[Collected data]

━━━━━━━━━━━━━━━━━━━━━━━━━━━━━━

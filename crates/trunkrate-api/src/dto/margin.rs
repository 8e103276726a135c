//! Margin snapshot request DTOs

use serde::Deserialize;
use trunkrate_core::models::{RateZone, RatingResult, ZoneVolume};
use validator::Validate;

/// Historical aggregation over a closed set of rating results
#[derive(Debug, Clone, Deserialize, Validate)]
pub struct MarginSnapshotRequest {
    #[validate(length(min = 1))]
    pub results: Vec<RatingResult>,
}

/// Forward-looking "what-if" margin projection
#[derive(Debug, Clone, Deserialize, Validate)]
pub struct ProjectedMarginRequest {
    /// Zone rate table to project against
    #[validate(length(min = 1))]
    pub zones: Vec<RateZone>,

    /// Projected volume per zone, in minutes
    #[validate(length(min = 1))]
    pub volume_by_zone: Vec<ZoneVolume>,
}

━━━━━━━━━━━━━━━━━━━━━━━━━━━━━━

**TASK ITEM:**
The required answer is each line of the data in which the word "RatingResult" appears.

**ANSWER TO THE EXERCISE:**
use trunkrate_core::models::{RateZone, RatingResult, ZoneVolume};
    pub results: Vec<RatingResult>,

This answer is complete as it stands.